Tres niveles de reacción educativa
La situación de confinamiento provocó un cambio radical en el escenario de la actividad educativa. De repente, escuelas y colegios se vieron en la necesidad de reestructurar su modo de actuar: había que responder al reto de una actividad no presencial. Creo que las diferentes respuestas que se han ido dando pueden ser clasificadas en tres niveles distintos.
El primero es el de la necesidad de la respuesta inmediata: había que garantizar que nuestros alumnos mantuvieran su proceso de aprendizaje. Entonces, los que estaban instalados en un modelo digital lo potenciaron y los que no intentaron poner en marcha plataformas con el fin de conectar alumnos y profesores. Creo que la tecnología ha sido la gran protagonista de este primer nivel de reacción y que esta experiencia nos puede aportar grandes lecciones para el desarrollo futuro. La brecha que esta circunstancia ha puesto de manifiesto debe hacernos pensar a todos para hacer un planteamiento inteligente y generalizado de la, por otra parte imprescindible, incorporación del mundo digital a la educación. Urge afrontar este reto. Afortunadamente, los profesionales de la educación han demostrado una entrega y dedicación admirables. Resulta que dos sectores clave de nuestra sociedad (el sanitario y el educativo) están poblados de miles de profesionales vocacionados y entregados. Bienvenido sea este reconocimiento siempre y cuando se traduzca en un cambio en la consideración social del profesorado. En este nivel de intervención, y en el caso de la escuela católica, apareció la urgencia de afrontar las consecuencias económicas. Las instituciones tocaron a arrebato y dedicaron tiempos y energías a buscar las mejores soluciones.
Una vez se consiguió poner en pie una estructura que permitiera esa mínima continuidad de la actividad, apareció la segunda necesidad. Ahora, había que acompañar a profesores, alumnos y familias. En este nivel, el protagonismo no fue de la tecnología sino de la capacidad de los equipos directivos para estar cercanos y aportar los recursos afectivos necesarios. Cada uno de ellos necesitaba un tipo de acompañamiento distinto: todos los protagonistas del proceso educativo se encontraban en situaciones completamente distintas y, en ocasiones, nada fáciles.
Educar de esta experiencia
El tercer nivel se sitúa en lo que yo llamaría una lectura educativa de la situación.
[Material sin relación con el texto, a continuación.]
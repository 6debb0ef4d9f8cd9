//! Request body for pointing a project at a new artifact

use crate::core::{Platform, Project, UploadedFile};
use serde::Serialize;

/// Body of the project update call
///
/// Android and iOS projects reference their app through different fields;
/// only the fields of the selected platform are serialized.
#[derive(Debug, Clone, PartialEq, Serialize)]
pub struct ProjectUpdate {
    #[serde(skip)]
    pub project_id: u64,

    pub enabled: bool,

    pub project_name: Option<String>,

    pub test_framework: Option<String>,

    pub test_runner_tool: Option<String>,

    pub repository_path: Option<String>,

    pub test_file_type: Option<String>,

    #[serde(skip_serializing_if = "Option::is_none")]
    pub android_mobile_app: Option<String>,

    #[serde(skip_serializing_if = "Option::is_none")]
    pub android_file_token: Option<String>,

    #[serde(skip_serializing_if = "Option::is_none")]
    pub ios_mobile_app: Option<String>,

    #[serde(skip_serializing_if = "Option::is_none")]
    pub ios_file_token: Option<String>,

    #[serde(skip_serializing_if = "Option::is_none")]
    pub ios_meta: Option<serde_json::Value>,
}

impl ProjectUpdate {
    /// Build the update that attaches `uploaded` to `project`
    pub fn for_upload(
        project: &Project,
        platform: Platform,
        file_name: &str,
        uploaded: &UploadedFile,
    ) -> Self {
        let mut update = ProjectUpdate {
            project_id: project.id,
            enabled: true,
            project_name: project.project_name.clone(),
            test_framework: project.test_framework.clone(),
            test_runner_tool: project.test_runner_tool.clone(),
            repository_path: project.repository_path.clone(),
            test_file_type: project.test_file_type.clone(),
            android_mobile_app: None,
            android_file_token: None,
            ios_mobile_app: None,
            ios_file_token: None,
            ios_meta: None,
        };

        match platform {
            Platform::Android => {
                update.android_mobile_app = Some(file_name.to_string());
                update.android_file_token = Some(uploaded.file_token.clone());
            }
            Platform::Ios => {
                update.ios_mobile_app = Some(file_name.to_string());
                update.ios_file_token = Some(uploaded.file_token.clone());
                update.ios_meta = uploaded.meta_data.clone();
            }
        }

        update
    }
}
//! Status polling loop

use crate::core::{Stage, StageOutcome, WorkflowError};
use crate::execution::{retry::RetryBudget, DeadlineGuard};
use std::future::Future;
use std::time::Duration;
use tracing::{debug, info, warn};

/// What the poll loop did before the plan went idle
#[derive(Debug, Clone, Copy, PartialEq, Eq)]
pub struct PollSummary {
    /// Status queries sent, including failed ones
    pub queries: usize,

    /// Intervals slept while the plan was running
    pub sleeps: usize,

    /// Attempts charged to the stage's retry budget
    pub attempts: usize,
}

/// Poll `query` until it reports the plan is no longer running
///
/// `query` resolves to `true` while the plan is still running. Each
/// "running" answer triggers `on_running` and one `interval` of sleep.
/// Failed queries are charged to a single budget shared by the whole loop
/// and re-sent immediately. The deadline is checked before every query, so
/// the loop ends with "not running", `Timeout` or `RetryExhausted`.
pub async fn poll_until_idle<F, Fut, R>(
    stage: Stage,
    interval: Duration,
    max_attempts: usize,
    deadline: &DeadlineGuard,
    mut query: F,
    mut on_running: R,
) -> Result<PollSummary, WorkflowError>
where
    F: FnMut() -> Fut,
    Fut: Future<Output = StageOutcome<bool>>,
    R: FnMut(usize),
{
    let mut budget = RetryBudget::new(stage, max_attempts);
    let mut queries = 0;
    let mut sleeps = 0;

    loop {
        deadline.ensure_active(stage)?;

        queries += 1;
        match query().await {
            StageOutcome::Success(true) => {
                debug!("{}: plan still running after {} queries", stage, queries);
                on_running(queries);
                tokio::time::sleep(interval).await;
                sleeps += 1;
            }
            StageOutcome::Success(false) => {
                info!("{}: plan is idle after {} queries", stage, queries);
                return Ok(PollSummary {
                    queries,
                    sleeps,
                    attempts: budget.attempts_made(),
                });
            }
            failed => {
                let message = failed.failure_message().unwrap_or_default();
                warn!(
                    "{}: status query failed (attempt {}/{}): {}",
                    stage,
                    budget.attempts_made(),
                    budget.max_attempts(),
                    message
                );
                budget.record_failure(message)?;
            }
        }
    }
}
La clave de este nivel se resume en una pregunta: ¿qué vamos a hacer para convertir esta vivencia en experiencia? Todos los que nos dedicamos a la educación sabemos de la importancia de este tránsito y de su enorme dificultad. La vivencia es la irrupción en bruto de una realidad que se me impone y cuyo impacto me desestabiliza afectivamente. Pero lo que produce crecimiento es el momento en el que esa vivencia llega a convertirse en experiencia. Esto ocurre solo en el momento en el que la persona da sentido a eso que vive y lo incorpora a una narración. No cabe la menor duda de que esta situación es una vivencia en toda regla. Para eso, hay que poner en juego identidades activas que impregnan toda nuestra acción educativa con los valores que emanan directamente de la visión cristiana del mundo, tan bien explicitada en nuestros días por el papa Francisco.
Como siempre, echamos en falta una auténtica propuesta creativa en este tercer nivel por parte de los responsables de las instituciones que rigen la escuela católica. ¿Dónde está esa palabra educativa concretada en acciones dirigidas a nuestros educadores, alumnos y familias? Hay que atender los dos niveles primeros, pero sin este tercero nos quedaremos en una gestión de la crisis asegurando, eso sí, la viabilidad económica e, incluso, encantados porque tenemos un alto nivel de tecnología en nuestros centros. Los medios de comunicación rebosan de declaraciones de sociólogos y pensadores para que analicen el después. ¿Qué presencia hemos tenido desde la escuela católica como líderes de opinión en nuestra sociedad?